* Problem details
Pull out every line in the data that has the string "UserObject" in it.

====

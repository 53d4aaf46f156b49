//! `print` and `eprint`: arguments render via their inspection string,
//! strings unquoted, no separators, one trailing newline.

use crate::ast::Expression;
use crate::env::EnvRef;
use crate::errors::EvalResult;
use crate::evaluator::Evaluator;
use crate::object::{inspect, null_obj, ObjectKind};
use crate::token::Token;

fn print_impl(
    evaluator: &mut Evaluator<'_>,
    arguments: &[Expression],
    env: &EnvRef,
    to_stderr: bool,
) -> EvalResult {
    let mut output = String::new();
    for argument in arguments {
        let value = evaluator.eval_expression(argument, env, None)?;
        let value = evaluator.unwrap_member_value(value);
        let rendered = match &value.borrow().kind {
            ObjectKind::Str(text) => text.clone(),
            _ => inspect(&value),
        };
        output.push_str(&rendered);
    }
    output.push('\n');
    if to_stderr {
        evaluator.writer.write_err(&output);
    } else {
        evaluator.writer.write_out(&output);
    }
    Ok(null_obj())
}

pub fn print(
    evaluator: &mut Evaluator<'_>,
    arguments: &[Expression],
    env: &EnvRef,
    _token: &Token,
) -> EvalResult {
    print_impl(evaluator, arguments, env, false)
}

pub fn eprint(
    evaluator: &mut Evaluator<'_>,
    arguments: &[Expression],
    env: &EnvRef,
    _token: &Token,
) -> EvalResult {
    print_impl(evaluator, arguments, env, true)
}
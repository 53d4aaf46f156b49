//! Parse-and-evaluate facade used by the CLI, embedders and the test
//! suite.

use crate::env::{EnvRef, Environment};
use crate::errors::{ErrorObj, Flow};
use crate::evaluator::Evaluator;
use crate::io::PrintWriter;
use crate::object::{inspect, ObjectRef, Tag};
use crate::parser::{parse_source, ParserError};

/// Terminal outcome of running a program.
#[derive(Debug)]
pub enum Outcome {
    /// Normal completion with the final value's rendering (empty for
    /// null).
    Value(String),
    /// The program produced parser errors and was not evaluated.
    ParseErrors(Vec<ParserError>),
    /// The program terminated with an error value.
    Error(ErrorObj),
    /// The program requested an explicit exit code.
    Exit(i32),
}

impl Outcome {
    /// Process exit code mapping: 0 on success, 1 on a program error, the
    /// explicit code for `exit(n)`.
    #[must_use]
    pub fn exit_code(&self) -> i32 {
        match self {
            Self::Value(_) => 0,
            Self::ParseErrors(_) => 1,
            Self::Error(_) => 1,
            Self::Exit(code) => *code,
        }
    }
}

/// A runner owning the global environment, so the REPL can feed it
/// multiple inputs against persistent state.
pub struct Runner {
    global: EnvRef,
    program_args: Vec<String>,
}

impl Runner {
    #[must_use]
    pub fn new(program_args: Vec<String>) -> Self {
        Self {
            global: Environment::new(None),
            program_args,
        }
    }

    /// Runs one source text against the persistent global environment.
    pub fn run(&mut self, source: &str, file_name: &str, writer: &mut dyn PrintWriter) -> Outcome {
        let (program, errors) = parse_source(source, file_name);
        if !errors.is_empty() {
            return Outcome::ParseErrors(errors);
        }

        let mut evaluator = Evaluator::with_args(writer, self.program_args.clone());
        match evaluator.eval_program(&program, &self.global) {
            Ok(value) => Outcome::Value(render_result(&value)),
            Err(Flow::Error(error)) => Outcome::Error(error),
            Err(Flow::Exit(code)) => Outcome::Exit(code),
            Err(Flow::Return(value)) => Outcome::Value(render_result(&value)),
            Err(Flow::Break | Flow::Continue) => Outcome::Value(String::new()),
        }
    }
}

fn render_result(value: &ObjectRef) -> String {
    if value.borrow().tag() == Tag::Null {
        return String::new();
    }
    inspect(value)
}

/// Runs a complete source text in a fresh environment.
pub fn run_source(source: &str, file_name: &str, writer: &mut dyn PrintWriter) -> Outcome {
    run_source_with_args(source, file_name, writer, vec![])
}

/// Runs a source text with command-line arguments for `arg()`.
pub fn run_source_with_args(
    source: &str,
    file_name: &str,
    writer: &mut dyn PrintWriter,
    program_args: Vec<String>,
) -> Outcome {
    Runner::new(program_args).run(source, file_name, writer)
}

/// Reads and runs a file; an unreadable file is an `OsError` outcome.
pub fn run_file(path: &str, writer: &mut dyn PrintWriter, program_args: Vec<String>) -> Outcome {
    match std::fs::read_to_string(path) {
        Ok(source) => run_source_with_args(&source, path, writer, program_args),
        Err(error) => Outcome::Error(ErrorObj::os_err(format!("File {path} cannot be read: {error}"))),
    }
}

/// Evaluates a single value-producing snippet; a convenience for tests.
pub fn eval_snippet(source: &str, writer: &mut dyn PrintWriter) -> Outcome {
    run_source(source, "", writer)
}
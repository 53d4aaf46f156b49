//! Call expressions: free functions, builtins, bound methods and user
//! type constructors.

use std::rc::Rc;

use crate::ast::Expression;
use crate::env::{EnvRef, Environment};
use crate::errors::{ErrorKind, ErrorObj, EvalResult, Flow};
use crate::object::{
    alloc, deep_clone, null_obj, BoundUserFunction, FunctionObj, ObjectKind, ObjectRef, Property,
    PropertyMap, UserInstance,
};
use crate::token::Token;
use crate::typing::{compute_type_of_value, is_compatible_value};

use super::Evaluator;

impl Evaluator<'_> {
    pub(crate) fn eval_call_expression(&mut self, expression: &Expression, env: &EnvRef) -> EvalResult {
        let Expression::Call {
            token,
            function,
            arguments,
        } = expression
        else {
            return Err(Flow::Error(ErrorObj::type_err("expected call expression")));
        };

        let callee = match function.as_ref() {
            Expression::Identifier(identifier) => self.eval_identifier(identifier, env)?,
            Expression::Member { .. } => self.eval_member_expression(function, env)?,
            Expression::ModuleMember { .. } => self.eval_module_member_expression(function, env)?,
            other => self.eval_expression(other, env, None)?,
        };

        let kind = {
            let guard = callee.borrow();
            match &guard.kind {
                ObjectKind::Builtin(builtin) => Callee::Builtin(builtin.clone()),
                ObjectKind::Function(function) => Callee::Function(function.clone()),
                ObjectKind::BoundBuiltinTypeFunction(bound) => {
                    Callee::BoundBuiltin(bound.receiver.clone(), bound.method.clone())
                }
                ObjectKind::BoundUserTypeFunction(bound) => Callee::BoundUser(bound.clone()),
                ObjectKind::UserType(user_type) => Callee::Constructor(user_type.clone()),
                // a property holding a function is callable through it
                ObjectKind::BoundBuiltinTypeProperty(bound)
                | ObjectKind::BoundUserTypeProperty(bound) => {
                    let value = bound.slot.borrow().value.clone();
                    let inner = value.borrow();
                    match &inner.kind {
                        ObjectKind::Function(function) => Callee::Function(function.clone()),
                        _ => Callee::NotCallable,
                    }
                }
                _ => Callee::NotCallable,
            }
        };

        match kind {
            Callee::Builtin(builtin) => (builtin.func)(self, arguments, env, token),
            Callee::Function(function) => self.eval_function_call(&function, arguments, env, token),
            Callee::BoundBuiltin(receiver, method) => {
                let mut values = Vec::with_capacity(arguments.len());
                for argument in arguments {
                    let value = self.eval_expression(argument, env, None)?;
                    values.push(self.unwrap_member_value(value));
                }
                (method.func)(self, &receiver, values, token)
            }
            Callee::BoundUser(bound) => self.eval_bound_user_function(&bound, arguments, env, token),
            Callee::Constructor(user_type) => {
                self.construct_user_object(&user_type, arguments, env, token)
            }
            Callee::NotCallable => Err(Flow::Error(ErrorObj::with_token(
                ErrorKind::TypeError,
                format!("Function {} not found", expression.text()),
                token.clone(),
            ))),
        }
    }

    /// Calls a free function: arguments evaluate in the caller's scope,
    /// bind by position into a child of the captured scope, and the result
    /// is checked against the declared return type.
    fn eval_function_call(
        &mut self,
        function: &Rc<FunctionObj>,
        arguments: &[Expression],
        env: &EnvRef,
        token: &Token,
    ) -> EvalResult {
        let mut values = Vec::with_capacity(arguments.len());
        for argument in arguments {
            let value = self.eval_expression(argument, env, None)?;
            values.push(self.unwrap_member_value(value));
        }
        self.eval_function_with_values(function, values, token)
    }

    /// Calls a function with already-evaluated arguments. Also the entry
    /// point for comparator callbacks and thread bodies.
    pub(crate) fn eval_function_with_values(
        &mut self,
        function: &Rc<FunctionObj>,
        values: Vec<ObjectRef>,
        token: &Token,
    ) -> EvalResult {
        let scope = Environment::new(Some(function.env.clone()));
        self.bind_arguments(function, values, &scope, token)?;

        let result = self.eval_statements(&function.body.statements, &scope);
        let result: EvalResult = match result {
            Ok(value) => Ok(value),
            Err(Flow::Return(value)) => Ok(value),
            Err(flow) => {
                // still sweep the call frame before propagating
                match self.run_destructors(&scope) {
                    Err(sweep) => return Err(sweep),
                    Ok(()) => return Err(flow),
                }
            }
        };
        match self.run_destructors(&scope) {
            Err(flow) => return Err(flow),
            Ok(()) => {}
        }
        let value = self.unwrap_member_value(result?);

        self.check_return_type(function.return_type.as_ref(), &value, token)?;
        Ok(value)
    }

    /// Calls a bound method with `this` (instances) or `this_type` (static
    /// access) in scope.
    pub(crate) fn eval_bound_user_function(
        &mut self,
        bound: &BoundUserFunction,
        arguments: &[Expression],
        env: &EnvRef,
        token: &Token,
    ) -> EvalResult {
        let mut values = Vec::with_capacity(arguments.len());
        for argument in arguments {
            let value = self.eval_expression(argument, env, None)?;
            values.push(self.unwrap_member_value(value));
        }
        self.eval_bound_user_function_with_values(bound, values, token)
    }

    pub(crate) fn eval_bound_user_function_with_values(
        &mut self,
        bound: &BoundUserFunction,
        values: Vec<ObjectRef>,
        token: &Token,
    ) -> EvalResult {
        let function = &bound.function;
        let scope = Environment::new(Some(function.env.clone()));

        let receiver_name = match bound.receiver.borrow().kind {
            ObjectKind::UserType(_) => "this_type",
            _ => "this",
        };
        scope
            .borrow_mut()
            .add(receiver_name, bound.receiver.clone(), false, None)
            .map_err(|error| Flow::Error(error.stamped(token)))?;

        self.bind_arguments(function, values, &scope, token)?;

        let result: EvalResult = match self.eval_statements(&function.body.statements, &scope) {
            Ok(value) => Ok(value),
            Err(Flow::Return(value)) => Ok(value),
            Err(flow) => {
                match self.run_destructors(&scope) {
                    Err(sweep) => return Err(sweep),
                    Ok(()) => return Err(flow),
                }
            }
        };
        match self.run_destructors(&scope) {
            Err(flow) => return Err(flow),
            Ok(()) => {}
        }
        let value = self.unwrap_member_value(result?);

        self.check_return_type(function.return_type.as_ref(), &value, token)?;
        Ok(value)
    }

    fn bind_arguments(
        &mut self,
        function: &Rc<FunctionObj>,
        values: Vec<ObjectRef>,
        scope: &EnvRef,
        token: &Token,
    ) -> Result<(), Flow> {
        if values.len() > function.arguments.len() {
            return Err(Flow::Error(ErrorObj::with_token(
                ErrorKind::TypeError,
                "Too many arguments provided for function",
                token.clone(),
            )));
        }
        // too few arguments surface later, when the body fails to resolve
        // the unbound name
        for (index, value) in values.into_iter().enumerate() {
            let declared = function.argument_types[index].as_ref();
            if !is_compatible_value(declared, &value, None) {
                let expected = declared.map_or_else(String::new, |ty| ty.text());
                let got = compute_type_of_value(&value)
                    .map_or_else(|| "<invalid>".to_string(), |ty| ty.text());
                return Err(Flow::Error(ErrorObj::with_token(
                    ErrorKind::TypeError,
                    format!(
                        "Incompatible type for argument {}, expected {expected} but got {got}",
                        index + 1
                    ),
                    token.clone(),
                )));
            }
            scope
                .borrow_mut()
                .add(
                    &function.arguments[index].value,
                    value,
                    false,
                    function.argument_types[index].clone(),
                )
                .map_err(|error| Flow::Error(error.stamped(token)))?;
        }
        Ok(())
    }

    fn check_return_type(
        &self,
        declared: Option<&std::sync::Arc<crate::ast::TypeExpression>>,
        value: &ObjectRef,
        token: &Token,
    ) -> Result<(), Flow> {
        if is_compatible_value(declared, value, None) {
            return Ok(());
        }
        let expected = declared.map_or_else(String::new, |ty| ty.text());
        let got = compute_type_of_value(value)
            .map_or_else(|| "<invalid>".to_string(), |ty| ty.text());
        Err(Flow::Error(ErrorObj::with_token(
            ErrorKind::TypeError,
            format!("Incompatible return type, expected {expected} but got {got}"),
            token.clone(),
        )))
    }

    /// Calling a user type is a shorthand for its constructor: allocate an
    /// instance with deep-cloned property defaults, run `construct` as a
    /// bound method, then attach `destruct` as the destructor. Attaching
    /// after construction keeps a failed construct from ever being
    /// destructed.
    fn construct_user_object(
        &mut self,
        user_type: &Rc<crate::object::UserTypeObj>,
        arguments: &[Expression],
        env: &EnvRef,
        token: &Token,
    ) -> EvalResult {
        let mut properties = PropertyMap::default();
        for (name, slot) in &user_type.properties {
            let slot = slot.borrow();
            properties.insert(
                name.clone(),
                Rc::new(std::cell::RefCell::new(Property {
                    value: deep_clone(&slot.value),
                    constant: slot.constant,
                    declared_type: slot.declared_type.clone(),
                })),
            );
        }

        let instance = alloc(ObjectKind::UserObject(UserInstance {
            user_type: user_type.clone(),
            properties,
            destructor: None,
        }));

        if let Some(construct) = user_type.functions.get("construct") {
            let bound = BoundUserFunction {
                receiver: instance.clone(),
                function: construct.clone(),
            };
            self.eval_bound_user_function(&bound, arguments, env, token)?;
        } else if !arguments.is_empty() {
            return Err(Flow::Error(ErrorObj::with_token(
                ErrorKind::TypeError,
                "Too many arguments provided for function",
                token.clone(),
            )));
        }

        if let Some(destruct) = user_type.functions.get("destruct") {
            if let ObjectKind::UserObject(user_instance) = &mut instance.borrow_mut().kind {
                user_instance.destructor = Some(destruct.clone());
            }
        }

        Ok(instance)
    }

    /// Runs a destructor as a bound method on a ghost instance. The
    /// declared return type of `destruct` is honored.
    pub(crate) fn eval_destructor(
        &mut self,
        destructor: &Rc<FunctionObj>,
        ghost: &ObjectRef,
        env: &EnvRef,
    ) -> Result<(), Flow> {
        let scope = Environment::new(Some(env.clone()));
        scope
            .borrow_mut()
            .add("this", ghost.clone(), false, None)
            .map_err(Flow::Error)?;

        let result = match self.eval_statements(&destructor.body.statements, &scope) {
            Ok(value) => value,
            Err(Flow::Return(value)) => value,
            Err(Flow::Break | Flow::Continue) => null_obj(),
            Err(flow) => return Err(flow),
        };
        let result = self.unwrap_member_value(result);

        if !is_compatible_value(destructor.return_type.as_ref(), &result, None) {
            let expected = destructor
                .return_type
                .as_ref()
                .map_or_else(String::new, |ty| ty.text());
            let got = compute_type_of_value(&result)
                .map_or_else(|| "<invalid>".to_string(), |ty| ty.text());
            return Err(Flow::Error(ErrorObj::type_err(format!(
                "Incompatible return type in destructor, expected {expected} but got {got}"
            ))));
        }
        Ok(())
    }
}

enum Callee {
    Builtin(Rc<crate::builtins::BuiltinDef>),
    Function(Rc<FunctionObj>),
    BoundBuiltin(ObjectRef, Rc<crate::types::TypeMethodDef>),
    BoundUser(BoundUserFunction),
    Constructor(Rc<crate::object::UserTypeObj>),
    NotCallable,
}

====

* Solution to this task
        let instance = alloc(ObjectKind::UserObject(UserInstance {
            if let ObjectKind::UserObject(user_instance) = &mut instance.borrow_mut().kind {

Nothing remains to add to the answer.